Write out every single entry exactly.

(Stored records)
=-=-=

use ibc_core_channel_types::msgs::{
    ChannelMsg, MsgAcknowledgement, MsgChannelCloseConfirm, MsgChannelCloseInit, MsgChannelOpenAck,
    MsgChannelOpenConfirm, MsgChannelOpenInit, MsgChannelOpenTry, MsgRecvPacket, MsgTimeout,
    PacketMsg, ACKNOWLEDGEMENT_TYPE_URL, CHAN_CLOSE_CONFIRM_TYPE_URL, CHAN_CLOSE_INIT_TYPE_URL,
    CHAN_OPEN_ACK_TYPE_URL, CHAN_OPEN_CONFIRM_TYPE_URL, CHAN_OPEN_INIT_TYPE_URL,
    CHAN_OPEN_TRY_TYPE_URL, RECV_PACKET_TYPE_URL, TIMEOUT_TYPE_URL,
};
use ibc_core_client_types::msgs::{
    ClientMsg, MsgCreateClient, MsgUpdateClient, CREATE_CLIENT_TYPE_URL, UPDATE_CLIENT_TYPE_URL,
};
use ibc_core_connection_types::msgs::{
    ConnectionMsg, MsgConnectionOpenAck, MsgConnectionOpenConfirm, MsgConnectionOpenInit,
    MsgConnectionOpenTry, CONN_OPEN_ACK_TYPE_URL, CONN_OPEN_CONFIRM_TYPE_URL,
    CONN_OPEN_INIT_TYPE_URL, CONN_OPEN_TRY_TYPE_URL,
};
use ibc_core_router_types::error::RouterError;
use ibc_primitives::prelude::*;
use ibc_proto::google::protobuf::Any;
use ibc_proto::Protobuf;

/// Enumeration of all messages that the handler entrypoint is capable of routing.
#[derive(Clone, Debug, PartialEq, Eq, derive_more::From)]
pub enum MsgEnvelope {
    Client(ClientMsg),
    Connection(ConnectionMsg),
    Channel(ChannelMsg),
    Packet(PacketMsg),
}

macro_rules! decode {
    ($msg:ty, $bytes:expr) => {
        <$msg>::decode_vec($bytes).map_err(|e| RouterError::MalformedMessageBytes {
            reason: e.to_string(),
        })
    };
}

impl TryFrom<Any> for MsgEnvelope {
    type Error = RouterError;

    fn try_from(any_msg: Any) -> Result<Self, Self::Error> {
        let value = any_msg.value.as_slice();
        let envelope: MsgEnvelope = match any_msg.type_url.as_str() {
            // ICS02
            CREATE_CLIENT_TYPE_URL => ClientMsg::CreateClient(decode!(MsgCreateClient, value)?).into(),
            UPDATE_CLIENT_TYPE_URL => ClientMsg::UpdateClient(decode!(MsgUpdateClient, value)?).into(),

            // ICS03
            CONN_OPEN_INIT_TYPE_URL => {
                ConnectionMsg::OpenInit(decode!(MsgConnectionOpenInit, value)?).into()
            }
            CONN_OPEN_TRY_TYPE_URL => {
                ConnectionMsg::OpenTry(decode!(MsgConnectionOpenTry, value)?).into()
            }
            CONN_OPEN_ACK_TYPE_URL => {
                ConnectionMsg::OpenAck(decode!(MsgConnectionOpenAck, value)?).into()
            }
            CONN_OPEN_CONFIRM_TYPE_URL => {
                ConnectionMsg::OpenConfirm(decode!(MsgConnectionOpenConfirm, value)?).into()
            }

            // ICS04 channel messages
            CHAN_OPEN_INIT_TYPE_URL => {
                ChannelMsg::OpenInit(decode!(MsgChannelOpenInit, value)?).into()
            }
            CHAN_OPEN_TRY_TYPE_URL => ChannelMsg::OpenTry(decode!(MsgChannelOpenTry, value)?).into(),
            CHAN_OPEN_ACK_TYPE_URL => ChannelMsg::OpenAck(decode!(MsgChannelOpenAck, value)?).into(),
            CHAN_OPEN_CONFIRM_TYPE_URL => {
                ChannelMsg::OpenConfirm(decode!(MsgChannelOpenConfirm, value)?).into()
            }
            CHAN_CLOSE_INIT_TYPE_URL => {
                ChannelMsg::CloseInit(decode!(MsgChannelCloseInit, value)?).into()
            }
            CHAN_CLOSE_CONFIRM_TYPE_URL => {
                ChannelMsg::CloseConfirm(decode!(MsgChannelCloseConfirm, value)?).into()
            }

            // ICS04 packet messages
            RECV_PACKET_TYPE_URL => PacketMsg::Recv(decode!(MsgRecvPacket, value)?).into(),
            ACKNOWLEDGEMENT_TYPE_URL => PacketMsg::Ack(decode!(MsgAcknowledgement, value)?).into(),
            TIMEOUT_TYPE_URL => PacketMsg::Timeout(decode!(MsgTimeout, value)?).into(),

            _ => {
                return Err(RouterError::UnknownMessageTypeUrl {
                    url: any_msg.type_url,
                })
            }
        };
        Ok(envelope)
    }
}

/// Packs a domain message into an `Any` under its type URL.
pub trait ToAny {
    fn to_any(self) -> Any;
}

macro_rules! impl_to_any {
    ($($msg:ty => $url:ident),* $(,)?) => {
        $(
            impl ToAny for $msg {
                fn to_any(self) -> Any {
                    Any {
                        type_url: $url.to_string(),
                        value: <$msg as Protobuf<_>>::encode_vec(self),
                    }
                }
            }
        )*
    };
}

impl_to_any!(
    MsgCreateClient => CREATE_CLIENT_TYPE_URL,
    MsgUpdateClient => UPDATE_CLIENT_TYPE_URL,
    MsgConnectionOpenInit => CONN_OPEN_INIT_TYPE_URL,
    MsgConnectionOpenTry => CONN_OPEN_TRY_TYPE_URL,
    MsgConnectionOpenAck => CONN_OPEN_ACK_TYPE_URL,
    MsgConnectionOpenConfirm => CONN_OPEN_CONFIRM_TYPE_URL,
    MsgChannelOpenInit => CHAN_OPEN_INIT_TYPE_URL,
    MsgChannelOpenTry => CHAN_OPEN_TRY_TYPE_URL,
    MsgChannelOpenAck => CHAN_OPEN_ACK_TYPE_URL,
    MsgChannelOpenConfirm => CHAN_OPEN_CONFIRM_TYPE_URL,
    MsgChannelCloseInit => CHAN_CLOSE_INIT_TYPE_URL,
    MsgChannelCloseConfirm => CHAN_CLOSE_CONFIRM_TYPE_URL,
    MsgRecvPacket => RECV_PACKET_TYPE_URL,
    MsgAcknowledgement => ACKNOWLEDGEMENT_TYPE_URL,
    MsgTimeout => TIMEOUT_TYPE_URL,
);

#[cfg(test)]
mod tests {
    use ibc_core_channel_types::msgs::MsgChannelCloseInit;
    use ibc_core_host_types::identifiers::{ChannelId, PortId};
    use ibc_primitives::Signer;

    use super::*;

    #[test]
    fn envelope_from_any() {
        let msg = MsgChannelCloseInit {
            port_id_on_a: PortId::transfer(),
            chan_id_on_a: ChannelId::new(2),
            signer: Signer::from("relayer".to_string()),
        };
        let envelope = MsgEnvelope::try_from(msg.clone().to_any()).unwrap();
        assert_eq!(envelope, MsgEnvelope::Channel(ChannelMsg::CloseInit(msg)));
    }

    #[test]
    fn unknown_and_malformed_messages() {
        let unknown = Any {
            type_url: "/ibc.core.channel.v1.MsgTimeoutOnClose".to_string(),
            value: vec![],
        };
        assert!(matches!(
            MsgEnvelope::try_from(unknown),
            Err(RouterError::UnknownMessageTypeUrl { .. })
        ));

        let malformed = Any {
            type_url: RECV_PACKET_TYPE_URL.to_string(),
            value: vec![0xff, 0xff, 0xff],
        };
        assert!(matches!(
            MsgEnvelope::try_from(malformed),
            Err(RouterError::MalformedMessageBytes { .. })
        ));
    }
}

=-=-=

- [Written answer]
use ibc_core_channel_types::msgs::{
    ChannelMsg, MsgAcknowledgement, MsgChannelCloseConfirm, MsgChannelCloseInit, MsgChannelOpenAck,
    MsgChannelOpenConfirm, MsgChannelOpenInit, MsgChannelOpenTry, MsgRecvPacket, MsgTimeout,
    PacketMsg, ACKNOWLEDGEMENT_TYPE_URL, CHAN_CLOSE_CONFIRM_TYPE_URL, CHAN_CLOSE_INIT_TYPE_URL,
    CHAN_OPEN_ACK_TYPE_URL, CHAN_OPEN_CONFIRM_TYPE_URL, CHAN_OPEN_INIT_TYPE_URL,
    CHAN_OPEN_TRY_TYPE_URL, RECV_PACKET_TYPE_URL, TIMEOUT_TYPE_URL,
};
use ibc_core_client_types::msgs::{
    ClientMsg, MsgCreateClient, MsgUpdateClient, CREATE_CLIENT_TYPE_URL, UPDATE_CLIENT_TYPE_URL,
};
use ibc_core_connection_types::msgs::{
    ConnectionMsg, MsgConnectionOpenAck, MsgConnectionOpenConfirm, MsgConnectionOpenInit,
    MsgConnectionOpenTry, CONN_OPEN_ACK_TYPE_URL, CONN_OPEN_CONFIRM_TYPE_URL,
    CONN_OPEN_INIT_TYPE_URL, CONN_OPEN_TRY_TYPE_URL,
};
use ibc_core_router_types::error::RouterError;
use ibc_primitives::prelude::*;
use ibc_proto::google::protobuf::Any;
use ibc_proto::Protobuf;

/// Enumeration of all messages that the handler entrypoint is capable of routing.
#[derive(Clone, Debug, PartialEq, Eq, derive_more::From)]
pub enum MsgEnvelope {
    Client(ClientMsg),
    Connection(ConnectionMsg),
    Channel(ChannelMsg),
    Packet(PacketMsg),
}

macro_rules! decode {
    ($msg:ty, $bytes:expr) => {
        <$msg>::decode_vec($bytes).map_err(|e| RouterError::MalformedMessageBytes {
            reason: e.to_string(),
        })
    };
}

impl TryFrom<Any> for MsgEnvelope {
    type Error = RouterError;

    fn try_from(any_msg: Any) -> Result<Self, Self::Error> {
        let value = any_msg.value.as_slice();
        let envelope: MsgEnvelope = match any_msg.type_url.as_str() {
            // ICS02
            CREATE_CLIENT_TYPE_URL => ClientMsg::CreateClient(decode!(MsgCreateClient, value)?).into(),
            UPDATE_CLIENT_TYPE_URL => ClientMsg::UpdateClient(decode!(MsgUpdateClient, value)?).into(),

            // ICS03
            CONN_OPEN_INIT_TYPE_URL => {
                ConnectionMsg::OpenInit(decode!(MsgConnectionOpenInit, value)?).into()
            }
            CONN_OPEN_TRY_TYPE_URL => {
                ConnectionMsg::OpenTry(decode!(MsgConnectionOpenTry, value)?).into()
            }
            CONN_OPEN_ACK_TYPE_URL => {
                ConnectionMsg::OpenAck(decode!(MsgConnectionOpenAck, value)?).into()
            }
            CONN_OPEN_CONFIRM_TYPE_URL => {
                ConnectionMsg::OpenConfirm(decode!(MsgConnectionOpenConfirm, value)?).into()
            }

            // ICS04 channel messages
            CHAN_OPEN_INIT_TYPE_URL => {
                ChannelMsg::OpenInit(decode!(MsgChannelOpenInit, value)?).into()
            }
            CHAN_OPEN_TRY_TYPE_URL => ChannelMsg::OpenTry(decode!(MsgChannelOpenTry, value)?).into(),
            CHAN_OPEN_ACK_TYPE_URL => ChannelMsg::OpenAck(decode!(MsgChannelOpenAck, value)?).into(),
            CHAN_OPEN_CONFIRM_TYPE_URL => {
                ChannelMsg::OpenConfirm(decode!(MsgChannelOpenConfirm, value)?).into()
            }
            CHAN_CLOSE_INIT_TYPE_URL => {
                ChannelMsg::CloseInit(decode!(MsgChannelCloseInit, value)?).into()
            }
            CHAN_CLOSE_CONFIRM_TYPE_URL => {
                ChannelMsg::CloseConfirm(decode!(MsgChannelCloseConfirm, value)?).into()
            }

            // ICS04 packet messages
            RECV_PACKET_TYPE_URL => PacketMsg::Recv(decode!(MsgRecvPacket, value)?).into(),
            ACKNOWLEDGEMENT_TYPE_URL => PacketMsg::Ack(decode!(MsgAcknowledgement, value)?).into(),
            TIMEOUT_TYPE_URL => PacketMsg::Timeout(decode!(MsgTimeout, value)?).into(),

            _ => {
                return Err(RouterError::UnknownMessageTypeUrl {
                    url: any_msg.type_url,
                })
            }
        };
        Ok(envelope)
    }
}

/// Packs a domain message into an `Any` under its type URL.
pub trait ToAny {
    fn to_any(self) -> Any;
}

macro_rules! impl_to_any {
    ($($msg:ty => $url:ident),* $(,)?) => {
        $(
            impl ToAny for $msg {
                fn to_any(self) -> Any {
                    Any {
                        type_url: $url.to_string(),
                        value: <$msg as Protobuf<_>>::encode_vec(self),
                    }
                }
            }
        )*
    };
}

impl_to_any!(
    MsgCreateClient => CREATE_CLIENT_TYPE_URL,
    MsgUpdateClient => UPDATE_CLIENT_TYPE_URL,
    MsgConnectionOpenInit => CONN_OPEN_INIT_TYPE_URL,
    MsgConnectionOpenTry => CONN_OPEN_TRY_TYPE_URL,
    MsgConnectionOpenAck => CONN_OPEN_ACK_TYPE_URL,
    MsgConnectionOpenConfirm => CONN_OPEN_CONFIRM_TYPE_URL,
    MsgChannelOpenInit => CHAN_OPEN_INIT_TYPE_URL,
    MsgChannelOpenTry => CHAN_OPEN_TRY_TYPE_URL,
    MsgChannelOpenAck => CHAN_OPEN_ACK_TYPE_URL,
    MsgChannelOpenConfirm => CHAN_OPEN_CONFIRM_TYPE_URL,
    MsgChannelCloseInit => CHAN_CLOSE_INIT_TYPE_URL,
    MsgChannelCloseConfirm => CHAN_CLOSE_CONFIRM_TYPE_URL,
    MsgRecvPacket => RECV_PACKET_TYPE_URL,
    MsgAcknowledgement => ACKNOWLEDGEMENT_TYPE_URL,
    MsgTimeout => TIMEOUT_TYPE_URL,
);

#[cfg(test)]
mod tests {
    use ibc_core_channel_types::msgs::MsgChannelCloseInit;
    use ibc_core_host_types::identifiers::{ChannelId, PortId};
    use ibc_primitives::Signer;

    use super::*;

    #[test]
    fn envelope_from_any() {
        let msg = MsgChannelCloseInit {
            port_id_on_a: PortId::transfer(),
            chan_id_on_a: ChannelId::new(2),
            signer: Signer::from("relayer".to_string()),
        };
        let envelope = MsgEnvelope::try_from(msg.clone().to_any()).unwrap();
        assert_eq!(envelope, MsgEnvelope::Channel(ChannelMsg::CloseInit(msg)));
    }

    #[test]
    fn unknown_and_malformed_messages() {
        let unknown = Any {
            type_url: "/ibc.core.channel.v1.MsgTimeoutOnClose".to_string(),
            value: vec![],
        };
        assert!(matches!(
            MsgEnvelope::try_from(unknown),
            Err(RouterError::UnknownMessageTypeUrl { .. })
        ));

        let malformed = Any {
            type_url: RECV_PACKET_TYPE_URL.to_string(),
            value: vec![0xff, 0xff, 0xff],
        };
        assert!(matches!(
            MsgEnvelope::try_from(malformed),
            Err(RouterError::MalformedMessageBytes { .. })
        ));
    }
}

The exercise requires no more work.